LGBTQ persons have won many rights in law but as importantly, they have also won in the court of public opinion: they cannot be denied services, private or public, but those who oppose them for religious or other reasons are seen as regressive and lose status among the general public. No one wants to admit to being homophobic, and that is all to the good.

But there is a minority group whose rights are constantly challenged with impunity under the banner of ‘free speech’. Because of a ruling by the Alberta Court of Appeal the University of Alberta has had to roll back on its position concerning the anti-abortion campaign on university property: it must allow the use of posters depicting aborted fetuses and anti-abortion propaganda without penalty even though vigorous and disruptive opposition is a likely outcome.

This is presented as an expression of the right to free speech, the only exceptions to which are hate speech and speech directly advocating violent action.
But reproductive health, including abortion rights, not privileges, are implied in the Charter of Rights and Freedoms and defended by precedents in law.

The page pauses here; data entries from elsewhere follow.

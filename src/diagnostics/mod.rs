//! Diagnostics.
//!
//! Structured error reports with stable codes, used both for static checks on
//! a freshly built branch and for failures recorded by the evaluator.

pub mod diagnostic;
pub mod error_code;
pub mod format;
pub mod runtime_errors;
pub mod static_errors;

pub use diagnostic::{Diagnostic, Severity, render_diagnostics};
pub use error_code::{ErrorCode, ErrorType};
pub use format::format_message;
pub use static_errors::check_static_errors;

use crate::{graph::TermId, world::World};

/// `outer/inner/term` path of unique names from the top-level branch down to
/// `term`.
pub fn term_location(world: &World, term: TermId) -> String {
    let mut parts = vec![world.unique_name(term)];
    let mut branch = world.term(term).owner;
    while let Some(owner) = world.try_branch(branch).and_then(|b| b.owning_term) {
        let Some(t) = world.try_term(owner) else {
            break;
        };
        parts.push(world.unique_name(owner));
        branch = t.owner;
    }
    parts.reverse();
    parts.join("/")
}

#[cfg(test)]
mod diagnostic_test;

This campaign cannot stop abortion, and really is not intended to. Its intent can reasonably be implied then, to be only harassment of women who have taken this option, or who intend to do so. Some of these women will be victims of rape or incest, two categories of particularly vulnerable women, although all women in need of an abortion are to a lesser or greater extent vulnerable.

Some sort of harm to these women is a very real possibility, and that seems to be the intent. It might well result in an emotionally and/or physically detrimental delay, especially where rape and incest are factors. It might well cause undue emotional suffering after the fact, and that this is the very intent is a reasonable assumption.

These considerations would seem to place this type of anti-abortion campaign in the category of hate speech. Hate speech is not legitimate or defensible, but an exception to the right of Charter protected free speech.